▸ DESCRIPTION OF THE TASK
Below are the entries; state how many of their lines contain the string "found", and nothing more.

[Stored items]
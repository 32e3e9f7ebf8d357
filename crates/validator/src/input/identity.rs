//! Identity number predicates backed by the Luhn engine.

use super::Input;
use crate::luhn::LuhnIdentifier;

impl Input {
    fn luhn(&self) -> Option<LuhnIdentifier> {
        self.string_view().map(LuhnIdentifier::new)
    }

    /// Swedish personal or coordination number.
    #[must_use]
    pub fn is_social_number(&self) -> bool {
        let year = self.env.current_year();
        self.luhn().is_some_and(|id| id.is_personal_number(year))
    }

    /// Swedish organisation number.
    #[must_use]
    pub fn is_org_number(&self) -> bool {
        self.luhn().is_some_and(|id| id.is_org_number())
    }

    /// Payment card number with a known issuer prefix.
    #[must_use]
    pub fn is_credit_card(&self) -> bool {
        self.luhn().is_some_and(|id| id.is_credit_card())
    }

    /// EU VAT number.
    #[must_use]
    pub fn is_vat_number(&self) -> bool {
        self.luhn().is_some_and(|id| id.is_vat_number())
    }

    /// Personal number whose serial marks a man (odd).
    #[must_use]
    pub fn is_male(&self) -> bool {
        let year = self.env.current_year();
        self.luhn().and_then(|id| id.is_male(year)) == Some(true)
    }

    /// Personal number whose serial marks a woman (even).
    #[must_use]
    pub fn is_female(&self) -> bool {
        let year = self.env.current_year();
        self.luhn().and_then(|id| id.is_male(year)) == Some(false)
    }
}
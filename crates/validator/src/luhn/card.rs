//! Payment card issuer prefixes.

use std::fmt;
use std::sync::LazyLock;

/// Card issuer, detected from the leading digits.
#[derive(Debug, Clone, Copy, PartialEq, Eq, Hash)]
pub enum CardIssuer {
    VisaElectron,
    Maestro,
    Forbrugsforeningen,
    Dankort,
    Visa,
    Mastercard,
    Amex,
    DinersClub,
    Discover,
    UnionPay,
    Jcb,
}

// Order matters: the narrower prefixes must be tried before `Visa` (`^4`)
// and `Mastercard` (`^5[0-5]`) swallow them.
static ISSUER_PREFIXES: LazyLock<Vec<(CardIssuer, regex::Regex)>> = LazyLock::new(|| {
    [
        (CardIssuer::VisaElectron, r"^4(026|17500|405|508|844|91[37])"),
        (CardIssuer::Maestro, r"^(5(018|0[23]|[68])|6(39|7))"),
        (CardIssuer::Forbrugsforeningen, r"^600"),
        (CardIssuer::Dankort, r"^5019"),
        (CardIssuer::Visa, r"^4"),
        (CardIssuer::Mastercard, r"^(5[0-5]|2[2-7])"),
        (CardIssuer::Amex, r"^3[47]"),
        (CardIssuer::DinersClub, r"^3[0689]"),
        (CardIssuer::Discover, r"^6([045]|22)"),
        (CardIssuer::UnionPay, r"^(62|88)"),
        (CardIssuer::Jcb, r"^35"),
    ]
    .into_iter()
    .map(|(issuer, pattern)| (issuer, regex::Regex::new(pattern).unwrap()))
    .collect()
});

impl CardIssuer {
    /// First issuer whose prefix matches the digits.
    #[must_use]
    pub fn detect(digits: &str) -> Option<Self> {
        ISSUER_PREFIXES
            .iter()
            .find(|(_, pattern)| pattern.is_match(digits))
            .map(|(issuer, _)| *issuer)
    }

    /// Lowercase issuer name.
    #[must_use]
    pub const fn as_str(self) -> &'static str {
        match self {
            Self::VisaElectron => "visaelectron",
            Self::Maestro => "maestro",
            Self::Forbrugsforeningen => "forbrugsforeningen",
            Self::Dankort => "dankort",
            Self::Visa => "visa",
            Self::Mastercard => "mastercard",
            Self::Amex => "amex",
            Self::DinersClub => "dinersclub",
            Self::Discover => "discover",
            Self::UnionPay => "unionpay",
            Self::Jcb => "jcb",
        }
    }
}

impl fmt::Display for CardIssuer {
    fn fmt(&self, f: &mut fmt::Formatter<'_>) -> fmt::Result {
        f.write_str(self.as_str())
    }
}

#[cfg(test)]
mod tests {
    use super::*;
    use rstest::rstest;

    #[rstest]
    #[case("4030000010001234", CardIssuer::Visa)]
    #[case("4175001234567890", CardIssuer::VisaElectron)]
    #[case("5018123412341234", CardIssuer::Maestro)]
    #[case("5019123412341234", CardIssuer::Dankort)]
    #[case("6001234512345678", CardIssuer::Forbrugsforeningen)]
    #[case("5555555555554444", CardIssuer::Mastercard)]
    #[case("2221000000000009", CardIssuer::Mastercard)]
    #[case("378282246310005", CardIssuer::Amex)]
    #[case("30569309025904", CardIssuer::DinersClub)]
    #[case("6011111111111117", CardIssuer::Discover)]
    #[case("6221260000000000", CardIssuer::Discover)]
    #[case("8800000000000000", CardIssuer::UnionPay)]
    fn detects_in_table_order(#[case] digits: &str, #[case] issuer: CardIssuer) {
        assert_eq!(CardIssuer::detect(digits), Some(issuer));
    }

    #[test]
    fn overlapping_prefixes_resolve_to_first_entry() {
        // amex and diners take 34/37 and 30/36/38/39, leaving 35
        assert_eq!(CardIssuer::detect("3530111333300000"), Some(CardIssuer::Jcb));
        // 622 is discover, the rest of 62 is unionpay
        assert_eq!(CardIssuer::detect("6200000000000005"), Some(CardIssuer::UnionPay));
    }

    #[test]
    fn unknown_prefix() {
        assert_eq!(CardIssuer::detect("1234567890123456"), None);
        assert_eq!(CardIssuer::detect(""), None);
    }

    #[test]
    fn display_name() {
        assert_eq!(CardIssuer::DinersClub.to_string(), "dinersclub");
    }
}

...

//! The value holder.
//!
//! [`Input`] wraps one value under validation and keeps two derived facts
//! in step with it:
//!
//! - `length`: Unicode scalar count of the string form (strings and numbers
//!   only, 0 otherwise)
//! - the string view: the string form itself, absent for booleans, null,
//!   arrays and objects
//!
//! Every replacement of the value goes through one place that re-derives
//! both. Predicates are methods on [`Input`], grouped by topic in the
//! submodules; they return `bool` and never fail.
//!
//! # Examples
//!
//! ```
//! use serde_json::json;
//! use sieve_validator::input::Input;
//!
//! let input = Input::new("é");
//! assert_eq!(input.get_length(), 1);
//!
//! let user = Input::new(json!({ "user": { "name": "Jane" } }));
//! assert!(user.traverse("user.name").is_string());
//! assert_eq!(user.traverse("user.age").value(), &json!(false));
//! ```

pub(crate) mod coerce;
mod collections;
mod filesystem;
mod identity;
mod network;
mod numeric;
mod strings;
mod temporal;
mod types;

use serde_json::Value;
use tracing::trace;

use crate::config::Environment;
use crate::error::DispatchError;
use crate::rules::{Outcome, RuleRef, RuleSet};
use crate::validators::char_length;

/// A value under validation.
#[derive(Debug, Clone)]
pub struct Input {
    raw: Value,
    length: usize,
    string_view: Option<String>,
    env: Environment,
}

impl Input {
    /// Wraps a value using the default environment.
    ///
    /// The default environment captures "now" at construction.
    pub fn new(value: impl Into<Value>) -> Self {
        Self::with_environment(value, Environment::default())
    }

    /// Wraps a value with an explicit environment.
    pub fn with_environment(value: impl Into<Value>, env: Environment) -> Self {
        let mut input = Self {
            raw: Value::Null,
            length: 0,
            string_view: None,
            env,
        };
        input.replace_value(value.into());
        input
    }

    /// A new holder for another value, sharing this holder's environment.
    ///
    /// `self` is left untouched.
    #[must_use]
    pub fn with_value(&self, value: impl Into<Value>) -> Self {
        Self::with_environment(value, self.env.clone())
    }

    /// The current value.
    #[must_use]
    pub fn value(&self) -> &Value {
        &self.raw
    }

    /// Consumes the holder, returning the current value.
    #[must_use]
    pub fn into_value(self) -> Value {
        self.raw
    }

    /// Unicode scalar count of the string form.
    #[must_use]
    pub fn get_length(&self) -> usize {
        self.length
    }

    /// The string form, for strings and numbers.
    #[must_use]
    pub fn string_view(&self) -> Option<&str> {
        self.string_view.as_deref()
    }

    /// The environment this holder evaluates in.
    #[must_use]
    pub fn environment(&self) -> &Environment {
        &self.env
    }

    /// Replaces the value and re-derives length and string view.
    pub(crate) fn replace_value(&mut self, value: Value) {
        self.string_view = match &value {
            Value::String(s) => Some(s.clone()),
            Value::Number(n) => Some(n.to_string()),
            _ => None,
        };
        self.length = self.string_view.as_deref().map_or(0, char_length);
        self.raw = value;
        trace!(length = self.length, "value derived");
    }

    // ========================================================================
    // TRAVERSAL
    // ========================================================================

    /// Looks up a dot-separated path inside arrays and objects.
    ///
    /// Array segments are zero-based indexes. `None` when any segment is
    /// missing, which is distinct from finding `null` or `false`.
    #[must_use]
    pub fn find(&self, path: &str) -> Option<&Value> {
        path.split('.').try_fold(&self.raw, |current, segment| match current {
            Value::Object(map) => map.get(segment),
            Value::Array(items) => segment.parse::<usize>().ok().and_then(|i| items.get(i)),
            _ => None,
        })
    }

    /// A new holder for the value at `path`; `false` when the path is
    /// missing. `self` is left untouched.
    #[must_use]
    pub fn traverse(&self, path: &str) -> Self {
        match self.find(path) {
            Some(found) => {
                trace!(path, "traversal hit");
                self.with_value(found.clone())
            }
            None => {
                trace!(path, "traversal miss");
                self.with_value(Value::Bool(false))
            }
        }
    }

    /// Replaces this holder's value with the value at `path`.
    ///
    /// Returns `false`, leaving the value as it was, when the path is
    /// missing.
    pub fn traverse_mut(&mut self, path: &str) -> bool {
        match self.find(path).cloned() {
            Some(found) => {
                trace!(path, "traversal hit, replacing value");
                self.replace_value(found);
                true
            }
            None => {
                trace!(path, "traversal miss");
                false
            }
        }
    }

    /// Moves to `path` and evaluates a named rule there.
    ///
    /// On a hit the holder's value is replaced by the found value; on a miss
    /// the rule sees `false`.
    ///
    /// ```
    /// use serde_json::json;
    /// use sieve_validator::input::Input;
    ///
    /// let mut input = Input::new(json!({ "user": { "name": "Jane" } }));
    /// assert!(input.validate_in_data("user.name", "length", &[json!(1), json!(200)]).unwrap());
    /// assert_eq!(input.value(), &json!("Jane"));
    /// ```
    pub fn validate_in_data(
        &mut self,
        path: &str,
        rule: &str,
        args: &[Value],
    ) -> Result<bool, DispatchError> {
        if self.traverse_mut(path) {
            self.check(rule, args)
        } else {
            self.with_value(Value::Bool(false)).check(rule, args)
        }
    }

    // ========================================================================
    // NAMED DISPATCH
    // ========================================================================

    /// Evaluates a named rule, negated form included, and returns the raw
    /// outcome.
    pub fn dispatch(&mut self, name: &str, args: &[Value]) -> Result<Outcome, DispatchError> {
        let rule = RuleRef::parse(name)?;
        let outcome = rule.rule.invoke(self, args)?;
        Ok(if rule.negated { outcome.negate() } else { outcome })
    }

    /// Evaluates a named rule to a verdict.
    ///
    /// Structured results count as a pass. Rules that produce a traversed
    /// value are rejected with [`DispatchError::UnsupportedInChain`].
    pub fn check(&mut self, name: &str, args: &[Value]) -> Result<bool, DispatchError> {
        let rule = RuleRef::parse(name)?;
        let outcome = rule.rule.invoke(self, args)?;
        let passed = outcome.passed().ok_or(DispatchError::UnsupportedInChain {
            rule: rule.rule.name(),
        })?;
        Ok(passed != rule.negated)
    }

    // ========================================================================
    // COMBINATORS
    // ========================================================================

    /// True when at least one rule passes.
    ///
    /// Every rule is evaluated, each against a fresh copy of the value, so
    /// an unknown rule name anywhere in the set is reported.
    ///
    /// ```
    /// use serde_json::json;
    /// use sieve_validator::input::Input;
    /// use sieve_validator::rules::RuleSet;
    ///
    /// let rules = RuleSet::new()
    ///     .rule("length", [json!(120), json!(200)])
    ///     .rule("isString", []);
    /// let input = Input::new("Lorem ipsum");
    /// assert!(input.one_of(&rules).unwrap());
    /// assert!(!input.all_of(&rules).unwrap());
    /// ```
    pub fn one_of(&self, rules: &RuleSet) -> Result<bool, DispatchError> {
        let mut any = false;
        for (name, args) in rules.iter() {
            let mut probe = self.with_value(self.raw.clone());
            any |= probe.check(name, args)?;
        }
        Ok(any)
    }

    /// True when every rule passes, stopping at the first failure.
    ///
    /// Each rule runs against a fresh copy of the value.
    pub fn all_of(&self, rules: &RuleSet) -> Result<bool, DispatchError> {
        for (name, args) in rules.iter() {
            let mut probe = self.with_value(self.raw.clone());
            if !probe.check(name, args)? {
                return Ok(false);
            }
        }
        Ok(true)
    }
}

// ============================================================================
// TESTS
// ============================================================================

▸ SOLUTION TO THE EXERCISE
5